Shares Down on U.S. Debt Talks

Wall Street equities fell about 1 percent at the start of trading on Monday on the lack of progress American political leaders were making on a deal to raise Washington’s debt limit and avoid a default.

With concerns easing over Europe’s debt crisis after last week’s bailout package for Greece, investors focused on whether the White House and Congressional Republicans could raise the debt ceiling by the Aug. 2 deadline. A default would mean the United States government could not pay all its bills starting next month, including interest and principal on Treasury bonds.

By midmorning, the Dow Jones industrial average had recovered somewhat and was down 66.38 points, or 0.52 percent, to 12,614.78. The Standard Poor’s 500-stock index lost 0.49 percent to 1,338.43 and the Nasdaq dropped 12.68 points, or 0.44 percent, to 2,846.15.

Though many investors thought a last-minute deal to raise the $14.3 trillion borrowing limit would eventually emerge, the failure to come to a deal could leave a lasting effect on investor sentiment. A big worry in the markets was that only a short-term deal would be reached, with a promise to revisit the issue later. The problem is that next year is an election year.

“Common sense decrees that some kind of an increase is likely at the 12th hour, but as with the Europeans, the inability to act more quickly and more decisively is confidence-sapping,” said Kit Juckes, an analyst at SG Securities.

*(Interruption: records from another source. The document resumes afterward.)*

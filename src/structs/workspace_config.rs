use std::collections::BTreeSet;
use serde::Serialize;
use serde_json::Value;
use crate::enums::hub_type::HubType;
use crate::enums::isolation_mode::IsolationMode;

/// Configuration of an Azure ML workspace or AI Foundry hub as reported by
/// the workspace analyzer.
#[derive(Debug, Clone, Serialize)]
pub struct WorkspaceConfig {
    pub name: String,
    pub resource_group: String,
    pub subscription_id: String,
    /// "managed" or "customer_managed"
    pub network_mode: String,
    /// Only meaningful for managed networks
    pub isolation_mode: Option<IsolationMode>,
    pub existing_outbound_rules: Vec<Value>,
    pub existing_domains: BTreeSet<String>,
    pub location: String,
    pub private_endpoint_enabled: bool,
    pub hub_type: HubType,
}
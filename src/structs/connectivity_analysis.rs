use serde::Serialize;
use crate::enums::hub_type::HubType;
use crate::structs::analysis_bundle::AnalysisBundle;
use crate::structs::progress_summary::ProgressSummary;

/// Complete payload of one connectivity analysis run: the merged stage
/// results plus the progress trace summary.
#[derive(Debug, Clone, Serialize)]
pub struct ConnectivityAnalysis {
    pub hub_type: HubType,
    pub workspace_name: String,
    pub results: AnalysisBundle,
    pub summary: ProgressSummary,
}
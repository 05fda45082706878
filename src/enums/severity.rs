use serde::{Deserialize, Serialize};

#[derive(Debug, Clone, Copy, PartialEq, Eq, Hash, PartialOrd, Ord, Serialize, Deserialize)]
pub enum Severity {
    #[serde(rename = "low")]
    Low,
    #[serde(rename = "medium")]
    Medium,
    #[serde(rename = "high")]
    High,
}

impl Severity {
    pub fn as_str(&self) -> &'static str {
        match self {
            Self::Low => "low",
            Self::Medium => "medium",
            Self::High => "high",
        }
    }

    pub fn emoji(&self) -> &'static str {
        match self {
            Self::Low => "🟢",
            Self::Medium => "🟡",
            Self::High => "🔴",
        }
    }
}

impl std::fmt::Display for Severity {
    fn fmt(&self, f: &mut std::fmt::Formatter<'_>) -> std::fmt::Result {
        write!(f, "{}", self.as_str())
    }
}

In Europe, the FTSE 100 index of leading British shares was down 0.19 percent, at 5,923.71 points, while the DAX in Germany was up 0.17 percent to 7,338.73 points. The CAC 40 in France was off 0.42 percent, at 3,826.41 points.

The dollar has been drifting downward as the negotiations have dragged on, but it has not come under sustained selling pressure. By late morning, it was trading 0.1 percent higher against the euro, at $1.4335.

Analysts said that could change, though, if the debt impasse lasts longer.

Greece was expected to be placed temporarily in default of its debts as part of the rescue deal agreed to by European leaders last week. Moody’s Investors Service, which downgraded Greek debt again on Monday, said a Greek default was almost 100 percent certain because it would involve private creditors, but markets had anticipated as much for weeks.

Earlier in Asia, the Nikkei 225 in Japan closed down 0.8 percent, at 10,050.01 points, while Hang Seng index in Hong Kong lost 0.7 percent, to 22,293.29.

The Shanghai composite index slid 3 percent, to 2,688.75 points. That was its biggest one-day loss in six months, as railroad-related shares plunged after a high-speed train crash this weekend killed 38 people, raising doubts about the rapid expansion of the rail network.

Oil was trading around the $100 a barrel mark. Oil for September delivery was down 44 cents, at $99.43 a barrel, in electronic trading on the New York Mercantile Exchange.